Windows on the World: A look into mass incarceration.

      September 7th marked the first Friday of the Windows on the World series. Guest speaker Reverend Dominique DuBois Gilliard spoke on the prison system and the problem with mass incarceration. Having authored the book “Rethinking Incarceration: Advocating for Justice the Restores” as well as several other books, Reverend Gilliard was able to call for Eastern University students to rethink incarceration. Defining slavery as a racial and social control issue, Reverend Gilliard argued for recognition of the clear link between mass incarceration and race. His talk focused on the realities of America’s recent past, issues that remain as a result currently, and the malpractice of the criminal justice system throughout it all.

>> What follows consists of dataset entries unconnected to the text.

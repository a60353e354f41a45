use std::{collections::HashSet, env, fmt};

use crate::{
  cookie::{Attributes, SameSite},
  prelude::*,
  sv::license,
};

pub const FREE_LIMIT_PER_DAY: u64 = 3;

/// Process-wide secret value. Never printed.
#[derive(Clone, PartialEq, Eq)]
pub struct Secret(String);

impl Secret {
  pub fn new(value: impl Into<String>) -> Self {
    Self(value.into())
  }

  pub fn expose(&self) -> &str {
    &self.0
  }
}

impl fmt::Debug for Secret {
  fn fmt(&self, f: &mut fmt::Formatter<'_>) -> fmt::Result {
    f.write_str("Secret(***)")
  }
}

/// Upstash-compatible REST endpoint for the shared counters.
#[derive(Debug, Clone)]
pub struct Counter {
  pub url: String,
  pub token: Secret,
}

#[derive(Debug, Clone)]
pub struct Config {
  pub secret: Option<Secret>,
  pub license_keys: HashSet<String>,
  pub counter: Option<Counter>,
  pub production: bool,
  pub same_site: SameSite,
  pub daily_limit: u64,
  pub counter_timeout: Duration,
  pub port: u16,
}

impl Default for Config {
  fn default() -> Self {
    Self {
      secret: None,
      license_keys: HashSet::new(),
      counter: None,
      production: false,
      same_site: SameSite::Lax,
      daily_limit: FREE_LIMIT_PER_DAY,
      counter_timeout: Duration::from_secs(2),
      port: 3000,
    }
  }
}

impl Config {
  pub fn from_env() -> Self {
    Self::from_lookup(|name| env::var(name).ok())
  }

  pub fn from_lookup(lookup: impl Fn(&str) -> Option<String>) -> Self {
    let var = |name: &str| {
      lookup(name).map(|v| v.trim().to_string()).filter(|v| !v.is_empty())
    };
    let defaults = Self::default();

    let counter = match (
      var("UPSTASH_REDIS_REST_URL"),
      var("UPSTASH_REDIS_REST_TOKEN"),
    ) {
      (Some(url), Some(token)) => Some(Counter {
        url: url.trim_end_matches('/').to_string(),
        token: Secret::new(token),
      }),
      _ => None,
    };

    let production = var("APP_ENV")
      .or_else(|| var("NODE_ENV"))
      .is_some_and(|env| env.eq_ignore_ascii_case("production"));

    Self {
      secret: var("COOKIE_SECRET").map(Secret::new),
      license_keys: parse_license_keys(
        &var("LICENSE_KEYS").unwrap_or_default(),
      ),
      counter,
      production,
      same_site: parse_or(
        "COOKIE_SAME_SITE",
        var("COOKIE_SAME_SITE"),
        defaults.same_site,
        |v| v.parse().ok(),
      ),
      daily_limit: parse_or(
        "FREE_LIMIT_PER_DAY",
        var("FREE_LIMIT_PER_DAY"),
        defaults.daily_limit,
        |v| v.parse().ok(),
      ),
      counter_timeout: parse_or(
        "COUNTER_TIMEOUT",
        var("COUNTER_TIMEOUT"),
        defaults.counter_timeout,
        |v| humantime::parse_duration(v).ok(),
      ),
      port: parse_or("PORT", var("PORT"), defaults.port, |v| v.parse().ok()),
    }
  }

  /// Attributes shared by every cookie the service sets.
  pub fn cookie_attributes(&self) -> Attributes {
    Attributes::session(self.production, self.same_site)
  }

  /// Logs every missing piece of configuration once at startup.
  pub fn report(&self) {
    if self.secret.is_none() {
      warn!("COOKIE_SECRET not set, pro entitlement is disabled");
    }
    if self.license_keys.is_empty() {
      warn!("LICENSE_KEYS not set, license redemption will fail");
    }
    if self.counter.is_none() {
      warn!(
        "Upstash counter store not configured, quota counts are process-local"
      );
    }
    info!(
      production = self.production,
      daily_limit = self.daily_limit,
      "Configuration loaded"
    );
  }
}

pub fn parse_license_keys(raw: &str) -> HashSet<String> {
  raw
    .split(',')
    .map(license::normalize)
    .filter(|key| !key.is_empty())
    .collect()
}

fn parse_or<T>(
  name: &str,
  raw: Option<String>,
  default: T,
  parse: impl FnOnce(&str) -> Option<T>,
) -> T {
  let Some(raw) = raw else {
    return default;
  };
  parse(&raw).unwrap_or_else(|| {
    warn!("Invalid {name} value `{raw}`, using default");
    default
  })
}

      A lucrative business centered around sharecropping, lynching and a battery of restrictive laws known as the “black codes,” mass incarceration resulted not only from the War on Drugs, but from the criminal justice system historically supporting the degradation and total mistreatment of different races and ethnicities. As time allowed, Reverend Gilliard spoke on the consequences of these historical, unjust practices, such as the school-to-prison pipeline, the War on Drugs and the Church’s lack of care, call to action and compassion amidst it all.

      Sharecropping emerged shortly after the abolition of slavery due to a need to supply white plantation owners with labor, and was a practice in which renting out a piece of land was exchanged for work with slave-like conditions and little-to-no income or return. Shortly thereafter, lynchings began to take place, a demonstration of white supremacy in which the unjustified killing of blacks became public spectacles and celebrations. Perhaps the most underhanded method through which the Southerners attempted to reinstall slavery and promote systemic racism, was the black codes, which were rewritten slave laws that were reinstated following the short Reconstruction period following the abolition of slavery. In a desperate need to stabilize the economy, the South created these laws which subjected those who were newly-freed to all types of injustices, promoting black criminality and leading to the rise of convict leasing.

      Reverend Gilliard concluded his talk by appealing to those gathered to rethink incarceration, recognize the way which the American government and criminal justices system has promoted this systemic oppression, and choose consciously to advocate for the “least and the less than” Gilliard said.